Don’t Vote

Student demonstrators of the May 4th Movement ...

Tiananmen Square in May 1919. (Photo credit: Wikipedia)

Don’t Vote, It Only Encourages The Bastards

When I first saw that bumper sticker message I thought it was funny. Now it seems a fair comment on Australia’s elected politicians.

In Australia the law obliges me to vote; in most other places voting is optional. The alternative to voting is to take the chance that others will do so and they’ll elect the wrong bastard. If a relatively small number of passive non-electors had gone to the polls in Florida eight years ago, this planet might now, under outgoing President Gore, be on the road to salvation.
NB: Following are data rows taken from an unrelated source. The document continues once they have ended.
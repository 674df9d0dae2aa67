//! Piezo buzzer driver.
//!
//! A 1 kHz LEDC square wave at 50 % duty when sounding, 0 % when silent.
//! Two spare GPIOs mirror the alarm's tone phase so a scope or LED pair can
//! show the pulse train without audible output.
//!
//! ## Dual-target design
//!
//! On ESP-IDF: drives the LEDC channel and debug GPIOs via hw_init.
//! On host/test: tracks state in-memory only.

use crate::drivers::hw_init;
use crate::pins;

/// 50 % of the 8-bit duty range — loudest square wave for a passive piezo.
const TONE_DUTY: u8 = 128;

pub struct BuzzerDriver {
    sounding: bool,
    indicators: (bool, bool),
}

impl BuzzerDriver {
    pub fn new() -> Self {
        Self {
            sounding: false,
            indicators: (false, false),
        }
    }

    pub fn set_tone(&mut self, on: bool) {
        hw_init::ledc_set(hw_init::LEDC_CH_BUZZER, if on { TONE_DUTY } else { 0 });
        self.sounding = on;
    }

    /// Drive the phase-indicator pair (`a` = tone-on half, `b` = tone-off half).
    pub fn set_indicators(&mut self, a: bool, b: bool) {
        hw_init::gpio_write(pins::DEBUG_A_GPIO, a);
        hw_init::gpio_write(pins::DEBUG_B_GPIO, b);
        self.indicators = (a, b);
    }

    pub fn off(&mut self) {
        self.set_tone(false);
        self.set_indicators(false, false);
    }

    pub fn is_sounding(&self) -> bool {
        self.sounding
    }

    pub fn indicators(&self) -> (bool, bool) {
        self.indicators
    }
}
//! System configuration parameters
//!
//! All tunable parameters for the MistWatch monitor.  Values are compiled in;
//! there is no runtime mutation or persistence.

use serde::{Deserialize, Serialize};

/// Core system configuration
#[derive(Debug, Clone, Serialize, Deserialize)]
pub struct MonitorConfig {
    // --- Shower detection ---
    /// Relative humidity (%) at which a shower is considered started.
    pub begin_threshold_pct: f32,
    /// Relative humidity (%) below which a shower is considered over.
    /// Must be strictly below `begin_threshold_pct` — the gap is the
    /// hysteresis band that keeps noisy readings from toggling state.
    pub stop_threshold_pct: f32,

    // --- Mold risk ---
    /// Relative humidity (%) above which mold growth becomes likely.
    pub mold_humidity_pct: f32,
    /// Temperature (Celsius) above which mold growth becomes likely.
    pub mold_temperature_c: f32,

    // --- Alarm ---
    /// Escalation interval (milliseconds): each time this elapses during a
    /// shower, the pending pulse count is rearmed one higher.
    pub alarm_interval_ms: u32,
    /// Half-period of one alarm pulse (milliseconds): tone-on time, and
    /// equally tone-off time.
    pub pulse_half_period_ms: u32,

    // --- Timing ---
    /// Control loop interval (milliseconds).
    pub control_loop_interval_ms: u32,
    /// Structured telemetry log snapshot cadence (seconds).
    pub telemetry_log_interval_secs: u32,

    // --- Telemetry sink ---
    /// Remote sink IPv4 address.
    pub telemetry_host: [u8; 4],
    /// Remote sink TCP port.
    pub telemetry_port: u16,
    /// Hard ceiling on one telemetry push (milliseconds).  Kept well under
    /// one control tick so a dead network can never stall alarm timing.
    pub telemetry_timeout_ms: u32,
}

impl Default for MonitorConfig {
    fn default() -> Self {
        Self {
            // Shower detection
            begin_threshold_pct: 60.0,
            stop_threshold_pct: 53.0,

            // Mold risk
            mold_humidity_pct: 70.0,
            mold_temperature_c: 25.0,

            // Alarm
            alarm_interval_ms: 20_000, // 20 s per escalation step
            pulse_half_period_ms: 1_000,

            // Timing
            control_loop_interval_ms: 1_000, // 1 Hz
            telemetry_log_interval_secs: 60, // 1/min

            // Telemetry sink
            telemetry_host: [50, 18, 39, 245],
            telemetry_port: 5000,
            telemetry_timeout_ms: 700,
        }
    }
}

#[cfg(test)]
mod tests {
    use super::*;

    #[test]
    fn default_config_is_sane() {
        let c = MonitorConfig::default();
        assert!(c.begin_threshold_pct > 0.0 && c.begin_threshold_pct <= 100.0);
        assert!(c.mold_humidity_pct > c.begin_threshold_pct);
        assert!(c.alarm_interval_ms > 0);
        assert!(c.pulse_half_period_ms > 0);
        assert!(c.control_loop_interval_ms > 0);
    }

    #[test]
    fn hysteresis_band_is_non_degenerate() {
        let c = MonitorConfig::default();
        assert!(
            c.stop_threshold_pct < c.begin_threshold_pct,
            "stop threshold must be below begin threshold to prevent oscillation"
        );
    }

    #[test]
    fn telemetry_budget_fits_inside_one_tick() {
        let c = MonitorConfig::default();
        assert!(
            c.telemetry_timeout_ms < c.control_loop_interval_ms,
            "telemetry push must never stall the control loop for a full tick"
        );
    }

    #[test]
    fn pulse_fits_inside_escalation_interval() {
        let c = MonitorConfig::default();
        assert!(
            2 * c.pulse_half_period_ms < c.alarm_interval_ms,
            "one full pulse must complete before the next escalation"
        );
    }

    #[test]
    fn serde_roundtrip() {
        let c = MonitorConfig::default();
        let json = serde_json::to_string(&c).unwrap();
        let c2: MonitorConfig = serde_json::from_str(&json).unwrap();
        assert!((c.begin_threshold_pct - c2.begin_threshold_pct).abs() < 0.001);
        assert_eq!(c.alarm_interval_ms, c2.alarm_interval_ms);
        assert_eq!(c.telemetry_host, c2.telemetry_host);
        assert_eq!(c.telemetry_port, c2.telemetry_port);
    }
}
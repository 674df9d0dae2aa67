//! Application service — the hexagonal core.
//!
//! [`AppService`] owns the shower-detector FSM, the alarm scheduler, and the
//! shared context.  It exposes a clean, hardware-agnostic API.  All I/O
//! flows through port traits injected at call sites, making the entire
//! service testable with mock adapters.
//!
//! ```text
//!  SensorPort ──▶ ┌──────────────────────────────┐ ──▶ EventSink
//!                 │          AppService          │ ──▶ TelemetryPort
//!    TonePort ◀───│  Detector · Alarm · Risk     │
//!  DisplayPort ◀──└──────────────────────────────┘
//! ```

use log::{info, warn};

use crate::clock::Instant;
use crate::config::MonitorConfig;
use crate::fsm::context::MonitorContext;
use crate::fsm::states::build_state_table;
use crate::fsm::{Fsm, StateId};
use crate::risk::{classify, RiskLevel};

use super::events::{AppEvent, TelemetryData};
use super::ports::{DisplayPort, EventSink, SensorPort, TelemetryPort, TonePort};

// ───────────────────────────────────────────────────────────────
// AppService
// ───────────────────────────────────────────────────────────────

/// The application service orchestrates all domain logic.
pub struct AppService {
    fsm: Fsm,
    ctx: MonitorContext,
    risk: RiskLevel,
    tone_on: bool,
    tick_count: u64,
}

impl AppService {
    /// Construct the service from configuration.
    ///
    /// Does **not** start the FSM — call [`start`](Self::start) next.
    pub fn new(config: MonitorConfig) -> Self {
        let ctx = MonitorContext::new(config);
        let state_table = build_state_table();
        let fsm = Fsm::new(state_table, StateId::Idle);

        Self {
            fsm,
            ctx,
            risk: RiskLevel::None,
            tone_on: false,
            tick_count: 0,
        }
    }

    // ── Lifecycle ─────────────────────────────────────────────

    /// Start the FSM in its initial state (Idle).
    pub fn start(&mut self, sink: &mut impl EventSink) {
        self.fsm.start(&mut self.ctx);
        sink.emit(&AppEvent::Started(self.fsm.current_state()));
        info!("AppService started in {:?}", self.fsm.current_state());
    }

    // ── Per-tick orchestration ────────────────────────────────

    /// Run one full control cycle:
    /// sample → telemetry → detect → classify → alarm → render.
    ///
    /// The `hw` parameter satisfies [`SensorPort`], [`TonePort`] **and**
    /// [`DisplayPort`] — this avoids a triple mutable borrow while keeping
    /// the port boundary explicit.  Telemetry is a separate adapter because
    /// it lives on the network side.
    pub fn tick(
        &mut self,
        now: Instant,
        hw: &mut (impl SensorPort + TonePort + DisplayPort),
        telemetry: &mut impl TelemetryPort,
        sink: &mut impl EventSink,
    ) {
        self.tick_count += 1;
        let prev_state = self.fsm.current_state();

        // 1. Read the sensor via SensorPort
        let sample = hw.sample(now);
        self.ctx.sample = sample;
        self.ctx.now = now;

        let humidity = sample.humidity_pct as i32;
        let temperature = sample.temperature_c as i32;

        // 2. Best-effort telemetry push.  The adapter enforces a hard time
        //    budget; any failure costs this sample only.
        if let Err(e) = telemetry.report(humidity, temperature) {
            warn!("telemetry: {e} — sample dropped");
        }

        // 3. Shower detection (pure state logic)
        self.fsm.tick(&mut self.ctx);
        let state = self.fsm.current_state();

        // 4. Mold-risk classification with the post-transition state
        let risk = classify(state, sample.humidity_pct, sample.temperature_c, &self.ctx.config);

        // 5. Alarm: actuate the tone machine for the phase decided up to
        //    the previous tick, then evaluate the escalation interval.  A
        //    burst queued here becomes audible on the next tick.
        let out = self.ctx.alarm.step_tone(now);
        hw.set_tone(out.tone);
        hw.set_phase_indicators(out.indicator_a, out.indicator_b);
        self.tone_on = out.tone;

        if let Some(pulses) = self
            .ctx
            .alarm
            .evaluate_interval(now, state == StateId::Showering)
        {
            sink.emit(&AppEvent::AlarmEscalated { pulses });
        }

        // 6. Render the status panel
        hw.render(risk, humidity, temperature);

        // Emit edges after the full cycle so listeners see settled state.
        if state != prev_state {
            sink.emit(&AppEvent::StateChanged {
                from: prev_state,
                to: state,
            });
        }
        if risk != self.risk {
            sink.emit(&AppEvent::RiskChanged {
                from: self.risk,
                to: risk,
            });
            self.risk = risk;
        }
    }

    // ── Queries ───────────────────────────────────────────────

    /// Build a telemetry snapshot from the current context.
    pub fn build_telemetry(&self) -> TelemetryData {
        TelemetryData {
            state: self.fsm.current_state(),
            risk: self.risk,
            humidity_pct: self.ctx.sample.humidity_pct,
            temperature_c: self.ctx.sample.temperature_c,
            interval_count: self.ctx.alarm.interval_count(),
            pulses_remaining: self.ctx.alarm.pulses_remaining(),
            tone_on: self.tone_on,
        }
    }

    /// Current shower-detector state.
    pub fn state(&self) -> StateId {
        self.fsm.current_state()
    }

    /// Most recent mold-risk classification.
    pub fn risk(&self) -> RiskLevel {
        self.risk
    }

    /// Total control ticks executed since startup.
    pub fn tick_count(&self) -> u64 {
        self.tick_count
    }

    /// Clone of the live configuration.
    pub fn config(&self) -> MonitorConfig {
        self.ctx.config.clone()
    }
}
//! Host-side integration test binary.
//!
//! Drives the full AppService → FSM → alarm → actuator pipeline through
//! mock port adapters, one simulated second per tick.

mod mock_hw;
mod monitor_flow_tests;
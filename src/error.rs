//! Unified error types for the MistWatch firmware.
//!
//! Follows embedded best practice: a single `Error` enum that every subsystem
//! can convert into, keeping the top-level control loop's error handling
//! uniform.  All variants are `Copy` so they can be cheaply passed around
//! without allocation.

use core::fmt;

// ---------------------------------------------------------------------------
// Top-level firmware error
// ---------------------------------------------------------------------------

/// Every fallible operation in the firmware funnels into this type.
#[derive(Debug, Clone, Copy, PartialEq, Eq)]
pub enum Error {
    /// The environmental sensor could not be read or is absent.
    Sensor(SensorError),
    /// A communication subsystem failed.
    Comms(CommsError),
    /// Peripheral initialisation failed.
    Init(&'static str),
    /// Configuration is invalid.
    Config(&'static str),
}

impl fmt::Display for Error {
    fn fmt(&self, f: &mut fmt::Formatter<'_>) -> fmt::Result {
        match self {
            Self::Sensor(e) => write!(f, "sensor: {e}"),
            Self::Comms(e) => write!(f, "comms: {e}"),
            Self::Init(msg) => write!(f, "init: {msg}"),
            Self::Config(msg) => write!(f, "config: {msg}"),
        }
    }
}

// ---------------------------------------------------------------------------
// Sensor errors
// ---------------------------------------------------------------------------

#[derive(Debug, Clone, Copy, PartialEq, Eq)]
pub enum SensorError {
    /// The AHT20 did not acknowledge on the I2C bus at startup.
    /// This is the only fatal error in the system — the monitor must not
    /// run against an unknown environment.
    NotResponding,
    /// An I2C transaction failed mid-flight.
    BusReadFailed,
    /// The sensor reported it is still calibrating.
    NotCalibrated,
    /// Reading is outside the physically plausible range.
    OutOfRange,
}

impl fmt::Display for SensorError {
    fn fmt(&self, f: &mut fmt::Formatter<'_>) -> fmt::Result {
        match self {
            Self::NotResponding => write!(f, "AHT20 not responding"),
            Self::BusReadFailed => write!(f, "I2C read failed"),
            Self::NotCalibrated => write!(f, "sensor not calibrated"),
            Self::OutOfRange => write!(f, "reading out of range"),
        }
    }
}

impl From<SensorError> for Error {
    fn from(e: SensorError) -> Self {
        Self::Sensor(e)
    }
}

// ---------------------------------------------------------------------------
// Communications errors
// ---------------------------------------------------------------------------

/// Telemetry and WiFi failures.  All recoverable: the affected sample is
/// dropped and the next tick's fresh sample is the de facto retry.
#[derive(Debug, Clone, Copy, PartialEq, Eq)]
pub enum CommsError {
    WifiConnectFailed,
    WifiDisconnected,
    /// TCP connect to the telemetry sink failed.
    ConnectFailed,
    /// The request exceeded the per-tick telemetry time budget.
    Timeout,
    /// The sink answered with a non-2xx status.
    BadStatus(u16),
}

impl fmt::Display for CommsError {
    fn fmt(&self, f: &mut fmt::Formatter<'_>) -> fmt::Result {
        match self {
            Self::WifiConnectFailed => write!(f, "WiFi connect failed"),
            Self::WifiDisconnected => write!(f, "WiFi disconnected"),
            Self::ConnectFailed => write!(f, "telemetry connect failed"),
            Self::Timeout => write!(f, "telemetry timed out"),
            Self::BadStatus(code) => write!(f, "telemetry HTTP status {code}"),
        }
    }
}

impl From<CommsError> for Error {
    fn from(e: CommsError) -> Self {
        Self::Comms(e)
    }
}

// ---------------------------------------------------------------------------
// Convenience Result alias
// ---------------------------------------------------------------------------

/// Firmware-wide `Result` alias.
pub type Result<T> = core::result::Result<T, Error>;
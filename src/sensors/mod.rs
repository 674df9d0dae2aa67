//! Sensor subsystem.
//!
//! A single AHT20 combined humidity/temperature sensor on the I2C bus; the
//! [`adapters::hardware`](crate::adapters::hardware) adapter owns the driver
//! and surfaces it through [`SensorPort`](crate::app::ports::SensorPort).

pub mod aht20;
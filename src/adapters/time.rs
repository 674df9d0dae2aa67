//! Monotonic time adapter.
//!
//! Source of the wrapping millisecond [`Instant`]s that drive every alarm
//! and detector deadline.
//!
//! - **`target_os = "espidf"`** — wraps `esp_timer_get_time()` from the
//!   ESP-IDF high-resolution timer (microsecond precision, monotonic).
//! - **`not(target_os = "espidf")`** — uses `std::time::Instant` for
//!   host-side testing and simulation.
//!
//! The 64-bit microsecond source is folded into a 32-bit millisecond
//! counter; the wrap (~49.7 days) is handled by [`Instant`]'s arithmetic,
//! not avoided.

use crate::clock::Instant;

/// Time adapter for the ESP32-S3 platform.
pub struct Esp32TimeAdapter {
    #[cfg(not(target_os = "espidf"))]
    start: std::time::Instant,
}

impl Default for Esp32TimeAdapter {
    fn default() -> Self {
        Self::new()
    }
}

impl Esp32TimeAdapter {
    pub fn new() -> Self {
        Self {
            #[cfg(not(target_os = "espidf"))]
            start: std::time::Instant::now(),
        }
    }

    /// Microseconds since boot (monotonic).
    #[cfg(target_os = "espidf")]
    pub fn uptime_us(&self) -> u64 {
        (unsafe { esp_idf_svc::sys::esp_timer_get_time() }) as u64
    }

    /// Microseconds since boot (monotonic).
    #[cfg(not(target_os = "espidf"))]
    pub fn uptime_us(&self) -> u64 {
        self.start.elapsed().as_micros() as u64
    }

    /// The current point on the wrapping millisecond timeline.
    pub fn now(&self) -> Instant {
        Instant::from_millis((self.uptime_us() / 1_000) as u32)
    }
}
This coming week voters in the elections that really matter will or won’t encourage the bastards. An act of God, Hurricane Sandy, has done what a thousand PR people couldn’t do: it has made Obama look like a president. Looking like is the thing in western elections, is more influential than being president.

The elections in the USA are as important to the American people as Melbourne Cup Day is to Australians.  It is the day that stops a nation.

A huge proportion of voters will not get around to voting. These stay at homes will determine the flavor and much of the content of our lives in Australia in the coming decade or two.

Those Americans who do not vote, like those who do, are exercising choice. They are electing whether or  not to vote.

Two days after the presidential election in the USA, voting will take place in the People’s Republic of China for the leadership of that country. There are a lot of citizens in China but only 2,270 voters. These are the delegates, chosen in secret, to the Communist Party Congress, the first in ten years.

In Australia our elections are always held on a  Saturday, usually late in the year.  When I was a child my parents would wait for three stars to appear in the sky, signifying the conclusion of the Sabbath, then they’d rush off to the local primary school – my school – to vote. It seemed exciting. On their return I’d ask which party they voted for. Mum would never say. Instead she made one of her Declarations of Faith: in Australia we are fortunate; everyone is entitled to vote; no-one can force you to tell whom you chose. I remember how Mum seemed to glow with the pride of being a voter in Australia.

The Chinese Communist Congress will be held in the Great Hall of the People, next door to Tiananmen Square. The results of these elections have been known for months, ever since Bo Xilai, a man of ambition and powerful enemies, was expelled from the Politburo for serial adultery, corruption and implication in a murder case involving his wife.

Chinese would-be democrats won’t be thronging to learn the outcome, singing Are You Going to Tiananmen Square?  They’ve been there, done that, seen the tanks.

We in Australia will not have a vote, while masses of Americans and selected Chinese choose the bastards who will determine our future.